Not likely, IMHO, even if each tip required 10 or 100 transactions.

Most tips seem to be less than a dollar.
[http://www.reddit.com/user/dogetipbot](http://www.reddit.com/user/dogetipbot)

It just doesn't add up. Where else is Dogecoin being used?

EDIT: some actual numbers are available here
[http://www.reddit.com/r/dogecoin/comments/1wd49h/huge_udoget...](http://www.reddit.com/r/dogecoin/comments/1wd49h/huge_udogetipbot_announcement/)

\---

On January 26th:

\- 7,258 inbox messages were read by dogetipbot (even more were sent and were
still unread at the time -- backlog).

\- _4,565 tips were given._

\- 572 new users registered for their first time.

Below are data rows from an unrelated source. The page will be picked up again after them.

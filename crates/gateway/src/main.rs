use std::sync::Arc;
use std::time::Duration;

use anyhow::Context;
use axum::http::{header, Method};
use clap::{Parser, Subcommand};
use tower_http::cors::CorsLayer;
use tracing_subscriber::EnvFilter;

use rsa_domain::abort::AbortMap;
use rsa_domain::config::{Config, DeploymentMode};
use rsa_domain::session_backend::RemoteSessionBackend;
use rsa_gateway::api;
use rsa_gateway::runtime::billing::BillingMap;
use rsa_gateway::runtime::progress::ProgressHub;
use rsa_gateway::runtime::registry::AgentRegistry;
use rsa_gateway::state::AppState;
use rsa_providers::{CreditClient, HttpCreditClient, HttpRagClient, HttpRemoteJobClient, RagClient, RemoteJobClient, RemoteSessionClient};
use rsa_sessions::SessionStore;

#[derive(Parser)]
#[command(name = "rsagent", version, about = "AI analysis orchestrator gateway")]
struct Cli {
    #[command(subcommand)]
    command: Option<Command>,
}

#[derive(Subcommand)]
enum Command {
    /// Start the HTTP gateway (default when no subcommand is given).
    Serve,
    Version,
}

#[tokio::main]
async fn main() -> anyhow::Result<()> {
    let cli = Cli::parse();

    match cli.command {
        None | Some(Command::Serve) => {
            init_tracing();
            let (config, config_path) = rsa_gateway::config::load_config()?;
            tracing::info!(path = %config_path, "config loaded");
            run_server(Arc::new(config)).await
        }
        Some(Command::Version) => {
            println!("rsagent {}", env!("CARGO_PKG_VERSION"));
            Ok(())
        }
    }
}

fn init_tracing() {
    tracing_subscriber::fmt()
        .with_env_filter(EnvFilter::try_from_default_env().unwrap_or_else(|_| EnvFilter::new("info,rsa_gateway=debug")))
        .json()
        .init();
}

async fn run_server(config: Arc<Config>) -> anyhow::Result<()> {
    tracing::info!(mode = ?config.deployment.mode, "gateway starting");

    // ── LLM providers ────────────────────────────────────────────────
    let llm = Arc::new(rsa_providers::ProviderRegistry::from_config(&config.llm).context("initializing LLM providers")?);
    if llm.is_empty() {
        tracing::warn!("no LLM providers initialized — gateway will boot but every turn will fail classification");
    } else {
        tracing::info!(providers = llm.len(), "LLM provider registry ready");
    }

    // ── Session store (local cache + optional remote backend) ────────
    let remote_session: Option<Arc<dyn RemoteSessionBackend>> = match &config.sessions.remote_base_url {
        Some(base_url) => {
            // The remote session store authenticates with a single bearer
            // token per client (`RemoteSessionClient::new`), but production
            // mode's auth model is per-caller. Using the deployment's
            // configured token here is a known simplification — see
            // DESIGN.md.
            let token = config.deployment.configured_token.clone().unwrap_or_default();
            Some(Arc::new(RemoteSessionClient::new(base_url.clone(), token)))
        }
        None => None,
    };
    let cache_dir = config
        .sessions
        .local_cache_enabled
        .then(|| {
            config
                .sessions
                .local_cache_dir
                .clone()
                .map(std::path::PathBuf::from)
                .unwrap_or_else(|| std::path::PathBuf::from("./data/sessions"))
        });
    let sessions = Arc::new(
        SessionStore::new(config.deployment.mode, cache_dir, remote_session).context("initializing session store")?,
    );
    tracing::info!("session store ready");

    // ── Outbound collaborators (all optional; absence degrades gracefully) ──
    let rag: Option<Arc<dyn RagClient>> = config.rag.base_url.clone().map(|url| Arc::new(HttpRagClient::new(url)) as Arc<dyn RagClient>);
    let remote_job: Option<Arc<dyn RemoteJobClient>> = config
        .remote_job
        .base_url
        .clone()
        .map(|url| Arc::new(HttpRemoteJobClient::new(url)) as Arc<dyn RemoteJobClient>);
    let credit: Option<Arc<dyn CreditClient>> = config
        .billing
        .credit_base_url
        .clone()
        .map(|url| Arc::new(HttpCreditClient::new(url)) as Arc<dyn CreditClient>);
    tracing::info!(
        rag = rag.is_some(),
        remote_job = remote_job.is_some(),
        credit = credit.is_some(),
        "outbound collaborators wired"
    );
    if config.deployment.mode == DeploymentMode::Production && credit.is_none() {
        tracing::warn!("production mode with no credit backend configured — preflight checks and settlement are skipped");
    }

    // ── Turn runtime state ────────────────────────────────────────────
    let billing = Arc::new(BillingMap::new());
    let abort_map = Arc::new(AbortMap::new());
    let progress = Arc::new(ProgressHub::new(config.progress.buffer_capacity, config.progress.replay_on_subscribe));
    let agents = Arc::new(AgentRegistry::default_with_llm_handler());

    let state = AppState {
        config: config.clone(),
        llm,
        sessions: sessions.clone(),
        billing,
        abort_map,
        progress: progress.clone(),
        agents,
        rag,
        remote_job,
        credit,
    };

    // ── Periodic progress heartbeat sweep (§5: keepalive at least every 30s) ──
    {
        let progress = progress.clone();
        let interval_secs = config.progress.heartbeat_interval_secs;
        tokio::spawn(async move {
            let mut ticker = tokio::time::interval(Duration::from_secs(interval_secs));
            loop {
                ticker.tick().await;
                progress.heartbeat_sweep(Duration::from_secs(interval_secs));
            }
        });
    }

    // ── Periodic local session-cache eviction (§4.6 resource bounds) ─────
    {
        let sessions = sessions.clone();
        let max_age_days = config.sessions.max_age_days.max(0) as u32;
        let max_total = config.sessions.max_total;
        tokio::spawn(async move {
            let mut ticker = tokio::time::interval(Duration::from_secs(3_600));
            loop {
                ticker.tick().await;
                let evicted = rsa_sessions::sweep(sessions.as_ref(), max_age_days, max_total, chrono::Utc::now());
                if evicted > 0 {
                    tracing::info!(evicted, "local session cache eviction swept stale entries");
                }
            }
        });
    }

    // ── CORS ─────────────────────────────────────────────────────────
    // This config carries no dedicated [server.cors]/[server.rate_limit]
    // section (not part of SPEC_FULL.md's ambient stack), so CORS here is
    // a permissive blanket policy rather than the teacher's origin
    // allowlist — see DESIGN.md.
    let cors_layer = CorsLayer::new()
        .allow_origin(tower_http::cors::Any)
        .allow_methods([Method::GET, Method::POST, Method::PUT, Method::DELETE, Method::OPTIONS])
        .allow_headers([header::CONTENT_TYPE, header::AUTHORIZATION]);

    let max_concurrent = std::env::var("RSAGENT_MAX_CONCURRENT_REQUESTS")
        .ok()
        .and_then(|v| v.parse::<usize>().ok())
        .unwrap_or(256);
    tracing::info!(max_concurrent, "concurrency limit set");

    // Per-IP token bucket. No `[server.rate_limit]` config section exists
    // (see DESIGN.md), so this runs with a fixed, env-overridable default
    // rather than the teacher's config-gated on/off switch.
    let requests_per_second = std::env::var("RSAGENT_RATE_LIMIT_RPS")
        .ok()
        .and_then(|v| v.parse::<u64>().ok())
        .unwrap_or(20);
    let burst_size = std::env::var("RSAGENT_RATE_LIMIT_BURST")
        .ok()
        .and_then(|v| v.parse::<u32>().ok())
        .unwrap_or(40);
    let governor_config = tower_governor::governor::GovernorConfigBuilder::default()
        .per_second(requests_per_second)
        .burst_size(burst_size)
        .finish()
        .expect("rate limit: requests_per_second and burst_size must be > 0");
    tracing::info!(requests_per_second, burst_size, "per-IP rate limiting enabled");

    let app = api::router()
        .layer(cors_layer)
        .layer(tower::limit::ConcurrencyLimitLayer::new(max_concurrent))
        .layer(tower_governor::GovernorLayer { config: Arc::new(governor_config) })
        .with_state(state);

    let addr = format!("{}:{}", config.server.host, config.server.port);
    let listener = tokio::net::TcpListener::bind(&addr).await.with_context(|| format!("binding to {addr}"))?;
    tracing::info!(addr = %addr, "gateway listening");

    axum::serve(listener, app).await.context("axum server error")?;

    Ok(())
}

\- 359 shibes withdrew some dogecoins

\- 743 shibes still kept sending +info requests even though i turned them off.
;)

\- _1,063,466.73376456 dogecoins were tipped._

\---

1,063,466.73376456 dogecoins = $1488.85 USD (using current exchange rate of 1
doge =US$0.0014)

There you have it. ~$1500 worth of Dogecoin was tipped on the /r/dogecoin
subreddit on Jan 26, while $240M worth of Dogecoin transactions took place.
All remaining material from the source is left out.